EXTRACTED RECORDS —
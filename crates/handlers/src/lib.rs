//! Event handlers for the Symbiont aggregation engine.
//!
//! Each module owns one family of protocol events and implements
//! [`symbiont_core::ports::EventHandler`] for it:
//!
//! - [`registration`] - network and operator registration
//! - [`opt_in`] - operator↔network and operator↔vault opt-in toggles
//! - [`vault_factory`] - vault creation and dynamic source registration
//! - [`vault`] - per-vault deposit/withdrawal/slash/claim activity
//!
//! Shared pieces:
//!
//! - [`protocol`] - the lazily-initialized protocol singleton
//! - [`rollup`] - day-bucketed metric snapshots
//!
//! # Wiring
//!
//! ```ignore
//! let mut registry = HandlerRegistry::new();
//! registry.register(Arc::new(NetworkRegistryHandler));
//! registry.register(Arc::new(OperatorRegistryHandler));
//! registry.register(Arc::new(OperatorNetworkOptInHandler));
//! registry.register(Arc::new(OperatorVaultOptInHandler));
//! registry.register(Arc::new(VaultFactoryHandler));
//! registry.register(Arc::new(VaultActivityHandler));
//! ```

pub mod opt_in;
pub mod protocol;
pub mod registration;
pub mod rollup;
pub mod vault;
pub mod vault_factory;

pub use opt_in::{OperatorNetworkOptInHandler, OperatorVaultOptInHandler};
pub use registration::{NetworkRegistryHandler, OperatorRegistryHandler};
pub use vault::VaultActivityHandler;
pub use vault_factory::VaultFactoryHandler;

use std::sync::Arc;

use symbiont_core::ports::HandlerRegistry;

/// Build a registry with every protocol handler wired to its event kinds.
pub fn default_registry() -> HandlerRegistry {
    let mut registry = HandlerRegistry::new();
    registry.register(Arc::new(NetworkRegistryHandler));
    registry.register(Arc::new(OperatorRegistryHandler));
    registry.register(Arc::new(OperatorNetworkOptInHandler));
    registry.register(Arc::new(OperatorVaultOptInHandler));
    registry.register(Arc::new(VaultFactoryHandler));
    registry.register(Arc::new(VaultActivityHandler));
    registry
}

ASSIGNMENT —
Your task is to find every line above containing the word "register" and copy it.

ANSWER TO THIS EXERCISE —
//! registry.register(Arc::new(NetworkRegistryHandler));
//! registry.register(Arc::new(OperatorRegistryHandler));
//! registry.register(Arc::new(OperatorNetworkOptInHandler));
//! registry.register(Arc::new(OperatorVaultOptInHandler));
//! registry.register(Arc::new(VaultFactoryHandler));
//! registry.register(Arc::new(VaultActivityHandler));
    registry.register(Arc::new(NetworkRegistryHandler));
    registry.register(Arc::new(OperatorRegistryHandler));
    registry.register(Arc::new(OperatorNetworkOptInHandler));
    registry.register(Arc::new(OperatorVaultOptInHandler));
    registry.register(Arc::new(VaultFactoryHandler));
    registry.register(Arc::new(VaultActivityHandler));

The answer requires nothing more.